··· Supplied data

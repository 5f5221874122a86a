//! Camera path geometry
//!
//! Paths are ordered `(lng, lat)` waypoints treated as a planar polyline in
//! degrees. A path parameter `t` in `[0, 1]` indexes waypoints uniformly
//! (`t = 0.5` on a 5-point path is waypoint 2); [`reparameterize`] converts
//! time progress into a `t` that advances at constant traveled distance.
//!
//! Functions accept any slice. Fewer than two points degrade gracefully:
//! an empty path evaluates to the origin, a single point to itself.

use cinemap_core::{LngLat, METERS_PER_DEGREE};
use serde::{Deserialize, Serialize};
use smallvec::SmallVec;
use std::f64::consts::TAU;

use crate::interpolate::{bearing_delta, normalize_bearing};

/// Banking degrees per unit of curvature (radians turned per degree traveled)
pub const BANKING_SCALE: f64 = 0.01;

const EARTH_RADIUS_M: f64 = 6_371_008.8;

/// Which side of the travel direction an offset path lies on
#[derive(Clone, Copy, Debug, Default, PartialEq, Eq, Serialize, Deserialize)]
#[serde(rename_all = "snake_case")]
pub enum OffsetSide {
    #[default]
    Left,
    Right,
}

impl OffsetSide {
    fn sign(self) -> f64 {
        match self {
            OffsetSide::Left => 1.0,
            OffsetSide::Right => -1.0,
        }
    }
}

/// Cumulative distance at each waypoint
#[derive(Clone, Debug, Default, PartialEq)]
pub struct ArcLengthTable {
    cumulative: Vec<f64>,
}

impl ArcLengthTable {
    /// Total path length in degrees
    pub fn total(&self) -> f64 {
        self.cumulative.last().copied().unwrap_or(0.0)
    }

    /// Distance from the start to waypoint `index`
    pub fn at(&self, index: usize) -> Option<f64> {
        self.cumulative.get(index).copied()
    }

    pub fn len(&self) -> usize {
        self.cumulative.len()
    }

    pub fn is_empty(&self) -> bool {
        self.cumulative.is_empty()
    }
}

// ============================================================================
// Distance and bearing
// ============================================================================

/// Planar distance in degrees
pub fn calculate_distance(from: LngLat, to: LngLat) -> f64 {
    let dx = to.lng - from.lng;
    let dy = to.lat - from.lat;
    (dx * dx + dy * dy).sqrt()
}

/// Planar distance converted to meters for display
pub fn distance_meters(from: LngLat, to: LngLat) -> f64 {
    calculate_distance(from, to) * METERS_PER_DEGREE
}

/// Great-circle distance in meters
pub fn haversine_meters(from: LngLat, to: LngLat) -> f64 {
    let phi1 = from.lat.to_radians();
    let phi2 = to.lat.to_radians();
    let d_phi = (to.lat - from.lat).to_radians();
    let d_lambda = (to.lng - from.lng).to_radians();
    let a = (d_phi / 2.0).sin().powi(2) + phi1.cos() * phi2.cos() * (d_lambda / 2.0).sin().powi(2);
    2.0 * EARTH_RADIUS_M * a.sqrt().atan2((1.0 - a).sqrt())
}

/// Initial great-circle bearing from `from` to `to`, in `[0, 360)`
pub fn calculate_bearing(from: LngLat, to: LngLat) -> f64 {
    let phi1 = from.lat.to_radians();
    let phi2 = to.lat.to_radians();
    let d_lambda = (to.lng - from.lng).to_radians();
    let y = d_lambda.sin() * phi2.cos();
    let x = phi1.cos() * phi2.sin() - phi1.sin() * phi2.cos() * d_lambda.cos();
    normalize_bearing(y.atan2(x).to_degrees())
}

······
··· Supplied data

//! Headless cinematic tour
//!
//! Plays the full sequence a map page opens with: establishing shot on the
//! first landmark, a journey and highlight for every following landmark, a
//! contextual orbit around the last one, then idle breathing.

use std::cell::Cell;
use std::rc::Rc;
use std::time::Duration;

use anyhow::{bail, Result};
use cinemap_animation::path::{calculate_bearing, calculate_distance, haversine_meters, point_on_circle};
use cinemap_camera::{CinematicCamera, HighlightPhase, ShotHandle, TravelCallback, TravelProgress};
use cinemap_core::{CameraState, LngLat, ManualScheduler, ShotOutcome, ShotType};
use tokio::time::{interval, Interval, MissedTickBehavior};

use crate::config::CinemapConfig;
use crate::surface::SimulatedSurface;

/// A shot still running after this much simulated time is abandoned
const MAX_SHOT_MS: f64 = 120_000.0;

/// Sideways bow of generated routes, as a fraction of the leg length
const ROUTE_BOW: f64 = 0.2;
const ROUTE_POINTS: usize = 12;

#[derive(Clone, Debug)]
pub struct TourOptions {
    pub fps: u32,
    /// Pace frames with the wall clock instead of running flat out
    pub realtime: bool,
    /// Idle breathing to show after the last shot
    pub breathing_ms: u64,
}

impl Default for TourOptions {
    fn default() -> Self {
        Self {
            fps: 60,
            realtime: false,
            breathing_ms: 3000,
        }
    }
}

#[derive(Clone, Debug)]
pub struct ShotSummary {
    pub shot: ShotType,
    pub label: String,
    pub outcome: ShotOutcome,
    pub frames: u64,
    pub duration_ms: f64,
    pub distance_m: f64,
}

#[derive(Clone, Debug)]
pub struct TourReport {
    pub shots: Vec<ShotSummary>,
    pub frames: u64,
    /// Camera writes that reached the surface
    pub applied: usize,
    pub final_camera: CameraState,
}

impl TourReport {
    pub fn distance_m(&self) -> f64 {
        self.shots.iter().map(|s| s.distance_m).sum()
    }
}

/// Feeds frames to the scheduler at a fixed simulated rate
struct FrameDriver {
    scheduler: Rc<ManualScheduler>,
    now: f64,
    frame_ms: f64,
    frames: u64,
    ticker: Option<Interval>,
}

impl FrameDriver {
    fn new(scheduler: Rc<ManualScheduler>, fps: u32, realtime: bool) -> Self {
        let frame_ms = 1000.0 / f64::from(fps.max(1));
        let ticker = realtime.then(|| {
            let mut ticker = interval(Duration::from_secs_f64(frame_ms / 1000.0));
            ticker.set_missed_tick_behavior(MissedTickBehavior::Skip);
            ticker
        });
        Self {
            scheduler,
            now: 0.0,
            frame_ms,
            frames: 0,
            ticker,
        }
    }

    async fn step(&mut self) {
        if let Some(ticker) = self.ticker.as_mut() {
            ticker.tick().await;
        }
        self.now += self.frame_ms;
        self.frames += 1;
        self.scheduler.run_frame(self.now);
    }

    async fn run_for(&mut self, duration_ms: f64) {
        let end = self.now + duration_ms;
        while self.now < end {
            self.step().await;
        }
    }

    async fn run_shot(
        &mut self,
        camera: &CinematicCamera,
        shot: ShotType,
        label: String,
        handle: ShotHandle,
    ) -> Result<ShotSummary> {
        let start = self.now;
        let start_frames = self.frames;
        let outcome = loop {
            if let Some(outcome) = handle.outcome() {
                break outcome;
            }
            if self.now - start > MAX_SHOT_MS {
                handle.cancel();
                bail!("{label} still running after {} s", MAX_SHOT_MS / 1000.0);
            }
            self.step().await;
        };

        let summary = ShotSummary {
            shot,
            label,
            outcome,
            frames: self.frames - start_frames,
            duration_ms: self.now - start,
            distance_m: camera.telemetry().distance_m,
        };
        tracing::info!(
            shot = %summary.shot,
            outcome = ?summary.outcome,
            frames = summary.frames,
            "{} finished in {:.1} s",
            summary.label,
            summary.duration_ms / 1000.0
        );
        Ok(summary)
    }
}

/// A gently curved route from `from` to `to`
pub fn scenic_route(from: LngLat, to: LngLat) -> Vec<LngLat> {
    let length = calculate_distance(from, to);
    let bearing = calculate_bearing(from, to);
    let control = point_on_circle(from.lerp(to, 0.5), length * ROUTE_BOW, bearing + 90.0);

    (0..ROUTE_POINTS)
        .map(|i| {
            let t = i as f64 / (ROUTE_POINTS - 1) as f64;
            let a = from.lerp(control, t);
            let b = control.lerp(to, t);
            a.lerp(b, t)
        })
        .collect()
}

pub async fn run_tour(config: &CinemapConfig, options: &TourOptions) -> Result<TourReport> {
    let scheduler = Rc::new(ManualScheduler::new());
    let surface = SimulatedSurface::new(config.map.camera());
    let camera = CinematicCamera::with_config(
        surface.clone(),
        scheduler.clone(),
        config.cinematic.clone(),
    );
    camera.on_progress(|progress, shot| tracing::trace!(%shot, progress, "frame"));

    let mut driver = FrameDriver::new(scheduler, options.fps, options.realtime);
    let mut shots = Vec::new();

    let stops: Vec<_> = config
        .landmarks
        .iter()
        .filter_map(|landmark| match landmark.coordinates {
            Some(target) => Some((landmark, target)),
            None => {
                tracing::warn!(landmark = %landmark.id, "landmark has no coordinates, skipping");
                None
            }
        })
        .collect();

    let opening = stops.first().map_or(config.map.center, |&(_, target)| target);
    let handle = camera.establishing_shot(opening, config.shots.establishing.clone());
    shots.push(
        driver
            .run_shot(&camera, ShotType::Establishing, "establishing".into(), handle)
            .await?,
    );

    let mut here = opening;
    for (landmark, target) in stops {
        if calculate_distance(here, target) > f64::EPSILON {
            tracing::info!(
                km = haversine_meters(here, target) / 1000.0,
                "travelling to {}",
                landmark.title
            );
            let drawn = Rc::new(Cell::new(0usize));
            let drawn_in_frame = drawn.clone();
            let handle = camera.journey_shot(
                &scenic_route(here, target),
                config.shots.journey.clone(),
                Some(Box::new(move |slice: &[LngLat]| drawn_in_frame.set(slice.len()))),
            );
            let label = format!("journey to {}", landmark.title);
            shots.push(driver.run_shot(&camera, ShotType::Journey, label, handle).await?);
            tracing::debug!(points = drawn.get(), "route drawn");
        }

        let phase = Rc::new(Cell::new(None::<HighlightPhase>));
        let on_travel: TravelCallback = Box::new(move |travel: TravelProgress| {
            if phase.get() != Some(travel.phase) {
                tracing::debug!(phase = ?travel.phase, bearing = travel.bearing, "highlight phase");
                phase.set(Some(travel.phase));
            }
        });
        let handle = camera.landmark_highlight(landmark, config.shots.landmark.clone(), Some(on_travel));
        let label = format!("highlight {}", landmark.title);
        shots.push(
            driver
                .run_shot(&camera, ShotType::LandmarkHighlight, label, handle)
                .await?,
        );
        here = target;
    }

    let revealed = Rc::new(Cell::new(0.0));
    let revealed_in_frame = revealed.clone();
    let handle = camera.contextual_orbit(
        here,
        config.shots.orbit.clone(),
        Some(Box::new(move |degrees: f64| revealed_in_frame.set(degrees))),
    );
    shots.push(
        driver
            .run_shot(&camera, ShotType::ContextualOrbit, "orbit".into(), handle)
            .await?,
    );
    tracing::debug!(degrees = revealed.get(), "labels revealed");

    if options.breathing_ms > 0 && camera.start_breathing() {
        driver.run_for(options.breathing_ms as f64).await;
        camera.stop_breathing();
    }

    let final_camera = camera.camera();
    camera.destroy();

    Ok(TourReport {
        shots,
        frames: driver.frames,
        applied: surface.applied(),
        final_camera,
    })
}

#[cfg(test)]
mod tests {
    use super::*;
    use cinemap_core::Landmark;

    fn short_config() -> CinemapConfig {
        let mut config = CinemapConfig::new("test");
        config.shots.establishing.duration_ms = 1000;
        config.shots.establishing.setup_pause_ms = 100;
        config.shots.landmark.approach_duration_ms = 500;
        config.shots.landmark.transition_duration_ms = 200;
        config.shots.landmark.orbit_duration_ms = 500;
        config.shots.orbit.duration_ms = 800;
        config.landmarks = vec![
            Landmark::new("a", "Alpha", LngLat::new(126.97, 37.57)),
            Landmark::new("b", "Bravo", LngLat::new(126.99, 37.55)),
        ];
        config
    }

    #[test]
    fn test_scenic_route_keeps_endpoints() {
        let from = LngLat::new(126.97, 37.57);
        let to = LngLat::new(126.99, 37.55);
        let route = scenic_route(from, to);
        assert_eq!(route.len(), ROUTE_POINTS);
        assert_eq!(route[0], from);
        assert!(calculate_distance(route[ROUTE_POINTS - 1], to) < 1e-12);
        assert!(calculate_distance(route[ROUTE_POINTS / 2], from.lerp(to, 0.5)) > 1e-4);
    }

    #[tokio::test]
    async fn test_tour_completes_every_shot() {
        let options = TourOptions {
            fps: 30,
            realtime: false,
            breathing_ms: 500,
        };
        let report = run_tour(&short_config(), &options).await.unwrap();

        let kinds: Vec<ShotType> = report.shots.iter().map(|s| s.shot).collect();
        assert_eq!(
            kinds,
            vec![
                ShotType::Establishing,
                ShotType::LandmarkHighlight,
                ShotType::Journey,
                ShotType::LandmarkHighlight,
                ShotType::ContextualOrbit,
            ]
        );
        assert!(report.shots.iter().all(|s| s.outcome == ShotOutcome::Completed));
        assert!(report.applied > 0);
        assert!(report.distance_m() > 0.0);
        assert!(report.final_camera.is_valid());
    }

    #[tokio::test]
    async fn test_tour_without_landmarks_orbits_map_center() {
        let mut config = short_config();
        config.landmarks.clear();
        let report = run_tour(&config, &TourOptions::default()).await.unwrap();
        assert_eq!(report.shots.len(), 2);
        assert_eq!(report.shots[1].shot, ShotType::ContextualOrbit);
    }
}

······
··· Supplied data

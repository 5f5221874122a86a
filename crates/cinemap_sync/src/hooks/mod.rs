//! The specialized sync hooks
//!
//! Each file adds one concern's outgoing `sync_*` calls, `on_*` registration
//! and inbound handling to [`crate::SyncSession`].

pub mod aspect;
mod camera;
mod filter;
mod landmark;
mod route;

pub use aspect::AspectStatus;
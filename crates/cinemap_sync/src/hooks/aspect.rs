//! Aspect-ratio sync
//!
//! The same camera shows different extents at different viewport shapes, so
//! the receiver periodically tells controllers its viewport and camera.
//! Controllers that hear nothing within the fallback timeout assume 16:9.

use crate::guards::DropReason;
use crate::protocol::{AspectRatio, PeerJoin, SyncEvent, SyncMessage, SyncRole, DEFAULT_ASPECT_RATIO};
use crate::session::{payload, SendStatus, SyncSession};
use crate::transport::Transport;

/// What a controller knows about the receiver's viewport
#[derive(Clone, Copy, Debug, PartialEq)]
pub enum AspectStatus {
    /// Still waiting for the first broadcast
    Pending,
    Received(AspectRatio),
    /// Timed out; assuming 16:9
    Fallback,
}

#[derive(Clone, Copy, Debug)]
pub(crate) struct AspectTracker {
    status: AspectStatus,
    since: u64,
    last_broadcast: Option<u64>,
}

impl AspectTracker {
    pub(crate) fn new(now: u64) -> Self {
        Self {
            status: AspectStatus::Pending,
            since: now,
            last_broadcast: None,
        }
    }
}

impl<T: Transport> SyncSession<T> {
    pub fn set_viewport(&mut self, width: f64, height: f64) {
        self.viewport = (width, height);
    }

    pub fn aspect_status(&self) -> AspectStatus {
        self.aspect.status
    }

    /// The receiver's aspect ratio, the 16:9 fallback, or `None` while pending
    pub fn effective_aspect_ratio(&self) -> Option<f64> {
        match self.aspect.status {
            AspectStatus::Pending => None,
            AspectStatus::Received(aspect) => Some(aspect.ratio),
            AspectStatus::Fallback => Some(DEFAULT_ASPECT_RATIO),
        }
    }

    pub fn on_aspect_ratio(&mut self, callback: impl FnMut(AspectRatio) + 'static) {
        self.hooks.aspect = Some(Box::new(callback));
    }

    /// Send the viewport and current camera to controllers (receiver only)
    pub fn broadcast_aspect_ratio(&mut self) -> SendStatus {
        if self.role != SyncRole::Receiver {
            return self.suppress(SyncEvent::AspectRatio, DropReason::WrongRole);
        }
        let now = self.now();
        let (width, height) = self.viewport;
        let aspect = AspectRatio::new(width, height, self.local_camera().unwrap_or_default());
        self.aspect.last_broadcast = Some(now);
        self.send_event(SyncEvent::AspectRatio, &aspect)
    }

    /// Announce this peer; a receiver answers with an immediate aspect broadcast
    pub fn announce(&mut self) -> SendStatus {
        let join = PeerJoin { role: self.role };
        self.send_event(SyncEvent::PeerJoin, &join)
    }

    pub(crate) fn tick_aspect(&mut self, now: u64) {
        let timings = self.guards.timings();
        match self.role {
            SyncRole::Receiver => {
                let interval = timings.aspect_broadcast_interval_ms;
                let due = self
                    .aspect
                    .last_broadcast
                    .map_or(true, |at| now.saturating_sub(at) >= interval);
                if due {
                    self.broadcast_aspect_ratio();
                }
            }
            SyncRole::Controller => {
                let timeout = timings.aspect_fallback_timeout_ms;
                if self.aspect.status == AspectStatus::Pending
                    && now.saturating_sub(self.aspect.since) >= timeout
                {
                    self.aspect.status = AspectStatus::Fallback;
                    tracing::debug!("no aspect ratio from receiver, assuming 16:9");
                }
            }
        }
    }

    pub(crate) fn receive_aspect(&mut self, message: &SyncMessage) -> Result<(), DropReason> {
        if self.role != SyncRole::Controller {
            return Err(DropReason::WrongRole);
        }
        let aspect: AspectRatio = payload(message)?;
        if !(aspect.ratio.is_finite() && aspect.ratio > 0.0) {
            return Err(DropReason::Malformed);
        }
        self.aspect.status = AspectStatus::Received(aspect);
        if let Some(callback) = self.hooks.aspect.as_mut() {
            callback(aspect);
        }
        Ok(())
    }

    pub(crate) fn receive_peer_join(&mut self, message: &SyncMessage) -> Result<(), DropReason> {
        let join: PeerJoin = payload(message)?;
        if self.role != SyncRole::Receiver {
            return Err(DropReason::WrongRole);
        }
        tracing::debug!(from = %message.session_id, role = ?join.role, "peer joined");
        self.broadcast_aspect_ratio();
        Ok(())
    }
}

······

Wherever "sqrt" occurs in the entries above, copy the line it sits on.

    (dx * dx + dy * dy).sqrt()
    2.0 * EARTH_RADIUS_M * a.sqrt().atan2((1.0 - a).sqrt())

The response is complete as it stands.